• _What to do_: Line count for "when": report how many lines in this material hold that string, with the number alone as the answer.

• _Data section_:
#####
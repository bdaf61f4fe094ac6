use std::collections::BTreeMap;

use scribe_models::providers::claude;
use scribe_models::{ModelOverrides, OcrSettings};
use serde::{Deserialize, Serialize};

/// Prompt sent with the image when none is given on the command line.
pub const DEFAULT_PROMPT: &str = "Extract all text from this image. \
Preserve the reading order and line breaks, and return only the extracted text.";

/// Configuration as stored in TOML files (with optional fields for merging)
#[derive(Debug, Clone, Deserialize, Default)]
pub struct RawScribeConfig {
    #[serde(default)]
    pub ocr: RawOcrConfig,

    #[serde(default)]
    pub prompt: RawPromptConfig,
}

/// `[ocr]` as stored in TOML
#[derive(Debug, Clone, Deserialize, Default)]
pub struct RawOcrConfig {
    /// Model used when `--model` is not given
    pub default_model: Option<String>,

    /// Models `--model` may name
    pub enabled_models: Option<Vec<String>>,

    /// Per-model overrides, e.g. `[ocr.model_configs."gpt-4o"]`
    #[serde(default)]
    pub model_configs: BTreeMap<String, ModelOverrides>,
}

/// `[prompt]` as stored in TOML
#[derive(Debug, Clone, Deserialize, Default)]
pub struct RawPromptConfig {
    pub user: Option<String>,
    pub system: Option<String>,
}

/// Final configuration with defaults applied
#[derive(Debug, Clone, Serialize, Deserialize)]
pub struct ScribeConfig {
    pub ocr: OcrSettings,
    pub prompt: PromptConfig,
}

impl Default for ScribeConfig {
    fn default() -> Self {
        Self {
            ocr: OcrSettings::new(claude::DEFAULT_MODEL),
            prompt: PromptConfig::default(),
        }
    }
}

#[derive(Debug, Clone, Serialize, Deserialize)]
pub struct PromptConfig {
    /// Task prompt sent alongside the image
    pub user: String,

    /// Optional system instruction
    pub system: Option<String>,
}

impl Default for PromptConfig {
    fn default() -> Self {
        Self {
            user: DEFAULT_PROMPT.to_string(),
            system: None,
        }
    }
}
#####
• _Your response_: 2